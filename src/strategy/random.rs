use std::fmt;

use rand::rngs::StdRng;
use rand::seq::SliceRandom;
use rand::{Rng, SeedableRng};

use super::Strategy;
use crate::error::{Error, Result};
use crate::game_logic::Move;
use crate::game_state::GameState;

/// Picks uniformly among the legal moves.
#[derive(Debug, Clone)]
pub struct RandomStrategy<R = StdRng> {
    rng: R,
}

impl RandomStrategy<StdRng> {
    /// Seeded from operating-system entropy.
    pub fn new() -> Self {
        Self::with_rng(StdRng::from_entropy())
    }

    /// Reproducible sequence of choices for a given seed.
    pub fn seeded(seed: u64) -> Self {
        Self::with_rng(StdRng::seed_from_u64(seed))
    }
}

impl<R: Rng> RandomStrategy<R> {
    pub fn with_rng(rng: R) -> Self {
        Self { rng }
    }
}

impl Default for RandomStrategy<StdRng> {
    fn default() -> Self {
        Self::new()
    }
}

impl<R: Rng + Send + fmt::Debug> Strategy for RandomStrategy<R> {
    fn name(&self) -> &str {
        "random"
    }

    fn propose(&mut self, _state: &GameState, legal_moves: &[Move]) -> Result<Move> {
        legal_moves
            .choose(&mut self.rng)
            .copied()
            .ok_or(Error::NoLegalMoves)
    }
}
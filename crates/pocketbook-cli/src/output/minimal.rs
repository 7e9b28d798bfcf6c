use serde_json::Value;

use super::render_scalar;

/// Print just the headline figure of the output.
///
/// Looks for well-known result fields in priority order, then falls back to
/// the first field of the result object.
pub fn print_minimal(value: &Value) {
    let result_obj = value
        .as_object()
        .and_then(|m| m.get("result"))
        .unwrap_or(value);

    let priority_keys = ["value", "months_left", "months", "total_remaining_payments"];

    if let Value::Object(map) = result_obj {
        for key in &priority_keys {
            if let Some(val) = map.get(*key) {
                if !val.is_null() {
                    println!("{}", render_scalar(val, "null"));
                    return;
                }
            }
        }

        if let Some((key, val)) = map.iter().next() {
            println!("{}: {}", key, render_scalar(val, "null"));
            return;
        }
    }

    println!("{}", render_scalar(result_obj, "null"));
}
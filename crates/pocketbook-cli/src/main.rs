mod commands;
mod input;
mod output;

use clap::{Parser, Subcommand, ValueEnum};
use colored::Colorize;
use std::process;
use tracing_subscriber::EnvFilter;

use commands::expression::EvalArgs;
use commands::loans::LoanArgs;

/// Amount expressions and loan projections for Pocketbook
#[derive(Parser)]
#[command(
    name = "pb",
    version,
    about = "Amount expressions and loan projections for Pocketbook",
    long_about = "Evaluates the arithmetic accepted by Pocketbook's amount fields and \
                  projects loan payoffs with decimal precision. Loan inputs can come \
                  from flags, a JSON file (--input) or JSON piped on stdin."
)]
struct Cli {
    #[command(subcommand)]
    command: Commands,

    /// Output format
    #[arg(long, default_value = "json", global = true)]
    output: OutputFormat,

    /// Log calculation details to stderr (RUST_LOG overrides)
    #[arg(short, long, global = true)]
    verbose: bool,
}

#[derive(Subcommand)]
enum Commands {
    /// Evaluate an amount expression such as "120+35.50" or "50*10%"
    Eval(EvalArgs),
    /// Project remaining payments, interest and months to payoff for a loan
    LoanPayoff(LoanArgs),
    /// Month-by-month amortization schedule for a loan
    LoanSchedule(LoanArgs),
    /// Print version information
    Version,
}

#[derive(Debug, Clone, ValueEnum)]
pub enum OutputFormat {
    Json,
    Table,
    Csv,
    Minimal,
}

fn init_tracing(verbose: bool) {
    let default_level = if verbose { "debug" } else { "warn" };
    let filter =
        EnvFilter::try_from_default_env().unwrap_or_else(|_| EnvFilter::new(default_level));
    tracing_subscriber::fmt()
        .with_env_filter(filter)
        .with_writer(std::io::stderr)
        .init();
}

fn main() {
    let cli = Cli::parse();
    init_tracing(cli.verbose);

    let result: Result<serde_json::Value, Box<dyn std::error::Error>> = match cli.command {
        Commands::Eval(args) => commands::expression::run_eval(args),
        Commands::LoanPayoff(args) => commands::loans::run_loan_payoff(args),
        Commands::LoanSchedule(args) => commands::loans::run_loan_schedule(args),
        Commands::Version => {
            println!("pb {}", env!("CARGO_PKG_VERSION"));
            return;
        }
    };

    match result {
        Ok(value) => {
            output::format_output(&cli.output, &value);
            process::exit(0);
        }
        Err(e) => {
            eprintln!("{}: {}", "error".red().bold(), e);
            process::exit(1);
        }
    }
}
use std::str::FromStr;

use napi::Result as NapiResult;
use napi_derive::napi;
use rust_decimal::Decimal;
use serde::Serialize;

use pocketbook_core::expression::{self, ExpressionError};
use pocketbook_core::loans::{self, LoanSnapshot};

/// Convert any Display error into a napi::Error.
fn to_napi_error(e: impl std::fmt::Display) -> napi::Error {
    napi::Error::from_reason(e.to_string())
}

/// What the amount field receives back on every keystroke.
#[derive(Serialize)]
struct AmountCheck {
    valid: bool,
    #[serde(skip_serializing_if = "Option::is_none")]
    value: Option<Decimal>,
    #[serde(skip_serializing_if = "Option::is_none")]
    reason: Option<String>,
}

impl From<Result<Decimal, ExpressionError>> for AmountCheck {
    fn from(outcome: Result<Decimal, ExpressionError>) -> Self {
        match outcome {
            Ok(value) => AmountCheck {
                valid: true,
                value: Some(value),
                reason: None,
            },
            Err(e) => AmountCheck {
                valid: false,
                value: None,
                reason: Some(e.to_string()),
            },
        }
    }
}

// ---------------------------------------------------------------------------
// Amount expressions
// ---------------------------------------------------------------------------

#[napi]
pub fn evaluate_amount_expression(input: String) -> NapiResult<String> {
    let check = AmountCheck::from(expression::evaluate_amount_expression(&input));
    serde_json::to_string(&check).map_err(to_napi_error)
}

#[napi]
pub fn parse_amount(input: String) -> NapiResult<String> {
    let check = AmountCheck::from(expression::parse_amount(&input));
    serde_json::to_string(&check).map_err(to_napi_error)
}

/// `evaluated` is the decimal string returned by `evaluateAmountExpression`,
/// if evaluation succeeded.
#[napi]
pub fn exceeds_amount_limit(input: String, evaluated: Option<String>) -> NapiResult<bool> {
    let evaluated = evaluated
        .as_deref()
        .map(Decimal::from_str)
        .transpose()
        .map_err(to_napi_error)?;
    Ok(expression::exceeds_amount_limit(&input, evaluated))
}

#[napi]
pub fn exceeds_decimal_precision(input: String) -> bool {
    expression::exceeds_decimal_precision(&input)
}

// ---------------------------------------------------------------------------
// Loans
// ---------------------------------------------------------------------------

#[napi]
pub fn calculate_loan_payoff(snapshot_json: String) -> NapiResult<String> {
    let snapshot: LoanSnapshot = serde_json::from_str(&snapshot_json).map_err(to_napi_error)?;
    let output = loans::analyze_loan_payoff(&snapshot).map_err(to_napi_error)?;
    serde_json::to_string(&output).map_err(to_napi_error)
}

#[napi]
pub fn build_amortization_schedule(snapshot_json: String) -> NapiResult<String> {
    let snapshot: LoanSnapshot = serde_json::from_str(&snapshot_json).map_err(to_napi_error)?;
    let output = loans::build_amortization_schedule(&snapshot).map_err(to_napi_error)?;
    serde_json::to_string(&output).map_err(to_napi_error)
}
##############################
• **What the task asks**
Copy each record exactly, leaving nothing out.

• **Result for this task**
filename src/strategy/random.rs
use std::fmt;

use rand::rngs::StdRng;
use rand::seq::SliceRandom;
use rand::{Rng, SeedableRng};

use super::Strategy;
use crate::error::{Error, Result};
use crate::game_logic::Move;
use crate::game_state::GameState;

/// Picks uniformly among the legal moves.
#[derive(Debug, Clone)]
pub struct RandomStrategy<R = StdRng> {
    rng: R,
}

impl RandomStrategy<StdRng> {
    /// Seeded from operating-system entropy.
    pub fn new() -> Self {
        Self::with_rng(StdRng::from_entropy())
    }

    /// Reproducible sequence of choices for a given seed.
    pub fn seeded(seed: u64) -> Self {
        Self::with_rng(StdRng::seed_from_u64(seed))
    }
}

impl<R: Rng> RandomStrategy<R> {
    pub fn with_rng(rng: R) -> Self {
        Self { rng }
    }
}

impl Default for RandomStrategy<StdRng> {
    fn default() -> Self {
        Self::new()
    }
}

impl<R: Rng + Send + fmt::Debug> Strategy for RandomStrategy<R> {
    fn name(&self) -> &str {
        "random"
    }

    fn propose(&mut self, _state: &GameState, legal_moves: &[Move]) -> Result<Move> {
        legal_moves
            .choose(&mut self.rng)
            .copied()
            .ok_or(Error::NoLegalMoves)
    }
}
filename crates/pocketbook-cli/src/output/minimal.rs
repository 7e9b28d798bfcf6c
use serde_json::Value;

use super::render_scalar;

/// Print just the headline figure of the output.
///
/// Looks for well-known result fields in priority order, then falls back to
/// the first field of the result object.
pub fn print_minimal(value: &Value) {
    let result_obj = value
        .as_object()
        .and_then(|m| m.get("result"))
        .unwrap_or(value);

    let priority_keys = ["value", "months_left", "months", "total_remaining_payments"];

    if let Value::Object(map) = result_obj {
        for key in &priority_keys {
            if let Some(val) = map.get(*key) {
                if !val.is_null() {
                    println!("{}", render_scalar(val, "null"));
                    return;
                }
            }
        }

        if let Some((key, val)) = map.iter().next() {
            println!("{}: {}", key, render_scalar(val, "null"));
            return;
        }
    }

    println!("{}", render_scalar(result_obj, "null"));
}
filename crates/pocketbook-cli/src/main.rs
mod commands;
mod input;
mod output;

use clap::{Parser, Subcommand, ValueEnum};
use colored::Colorize;
use std::process;
use tracing_subscriber::EnvFilter;

use commands::expression::EvalArgs;
use commands::loans::LoanArgs;

/// Amount expressions and loan projections for Pocketbook
#[derive(Parser)]
#[command(
    name = "pb",
    version,
    about = "Amount expressions and loan projections for Pocketbook",
    long_about = "Evaluates the arithmetic accepted by Pocketbook's amount fields and \
                  projects loan payoffs with decimal precision. Loan inputs can come \
                  from flags, a JSON file (--input) or JSON piped on stdin."
)]
struct Cli {
    #[command(subcommand)]
    command: Commands,

    /// Output format
    #[arg(long, default_value = "json", global = true)]
    output: OutputFormat,

    /// Log calculation details to stderr (RUST_LOG overrides)
    #[arg(short, long, global = true)]
    verbose: bool,
}

#[derive(Subcommand)]
enum Commands {
    /// Evaluate an amount expression such as "120+35.50" or "50*10%"
    Eval(EvalArgs),
    /// Project remaining payments, interest and months to payoff for a loan
    LoanPayoff(LoanArgs),
    /// Month-by-month amortization schedule for a loan
    LoanSchedule(LoanArgs),
    /// Print version information
    Version,
}

#[derive(Debug, Clone, ValueEnum)]
pub enum OutputFormat {
    Json,
    Table,
    Csv,
    Minimal,
}

fn init_tracing(verbose: bool) {
    let default_level = if verbose { "debug" } else { "warn" };
    let filter =
        EnvFilter::try_from_default_env().unwrap_or_else(|_| EnvFilter::new(default_level));
    tracing_subscriber::fmt()
        .with_env_filter(filter)
        .with_writer(std::io::stderr)
        .init();
}

fn main() {
    let cli = Cli::parse();
    init_tracing(cli.verbose);

    let result: Result<serde_json::Value, Box<dyn std::error::Error>> = match cli.command {
        Commands::Eval(args) => commands::expression::run_eval(args),
        Commands::LoanPayoff(args) => commands::loans::run_loan_payoff(args),
        Commands::LoanSchedule(args) => commands::loans::run_loan_schedule(args),
        Commands::Version => {
            println!("pb {}", env!("CARGO_PKG_VERSION"));
            return;
        }
    };

    match result {
        Ok(value) => {
            output::format_output(&cli.output, &value);
            process::exit(0);
        }
        Err(e) => {
            eprintln!("{}: {}", "error".red().bold(), e);
            process::exit(1);
        }
    }
}
use std::str::FromStr;

use napi::Result as NapiResult;
use napi_derive::napi;
use rust_decimal::Decimal;
use serde::Serialize;

use pocketbook_core::expression::{self, ExpressionError};
use pocketbook_core::loans::{self, LoanSnapshot};

/// Convert any Display error into a napi::Error.
fn to_napi_error(e: impl std::fmt::Display) -> napi::Error {
    napi::Error::from_reason(e.to_string())
}

/// What the amount field receives back on every keystroke.
#[derive(Serialize)]
struct AmountCheck {
    valid: bool,
    #[serde(skip_serializing_if = "Option::is_none")]
    value: Option<Decimal>,
    #[serde(skip_serializing_if = "Option::is_none")]
    reason: Option<String>,
}

impl From<Result<Decimal, ExpressionError>> for AmountCheck {
    fn from(outcome: Result<Decimal, ExpressionError>) -> Self {
        match outcome {
            Ok(value) => AmountCheck {
                valid: true,
                value: Some(value),
                reason: None,
            },
            Err(e) => AmountCheck {
                valid: false,
                value: None,
                reason: Some(e.to_string()),
            },
        }
    }
}

// ---------------------------------------------------------------------------
// Amount expressions
// ---------------------------------------------------------------------------

#[napi]
pub fn evaluate_amount_expression(input: String) -> NapiResult<String> {
    let check = AmountCheck::from(expression::evaluate_amount_expression(&input));
    serde_json::to_string(&check).map_err(to_napi_error)
}

#[napi]
pub fn parse_amount(input: String) -> NapiResult<String> {
    let check = AmountCheck::from(expression::parse_amount(&input));
    serde_json::to_string(&check).map_err(to_napi_error)
}

/// `evaluated` is the decimal string returned by `evaluateAmountExpression`,
/// if evaluation succeeded.
#[napi]
pub fn exceeds_amount_limit(input: String, evaluated: Option<String>) -> NapiResult<bool> {
    let evaluated = evaluated
        .as_deref()
        .map(Decimal::from_str)
        .transpose()
        .map_err(to_napi_error)?;
    Ok(expression::exceeds_amount_limit(&input, evaluated))
}

#[napi]
pub fn exceeds_decimal_precision(input: String) -> bool {
    expression::exceeds_decimal_precision(&input)
}

// ---------------------------------------------------------------------------
// Loans
// ---------------------------------------------------------------------------

#[napi]
pub fn calculate_loan_payoff(snapshot_json: String) -> NapiResult<String> {
    let snapshot: LoanSnapshot = serde_json::from_str(&snapshot_json).map_err(to_napi_error)?;
    let output = loans::analyze_loan_payoff(&snapshot).map_err(to_napi_error)?;
    serde_json::to_string(&output).map_err(to_napi_error)
}

#[napi]
pub fn build_amortization_schedule(snapshot_json: String) -> NapiResult<String> {
    let snapshot: LoanSnapshot = serde_json::from_str(&snapshot_json).map_err(to_napi_error)?;
    let output = loans::build_amortization_schedule(&snapshot).map_err(to_napi_error)?;
    serde_json::to_string(&output).map_err(to_napi_error)
}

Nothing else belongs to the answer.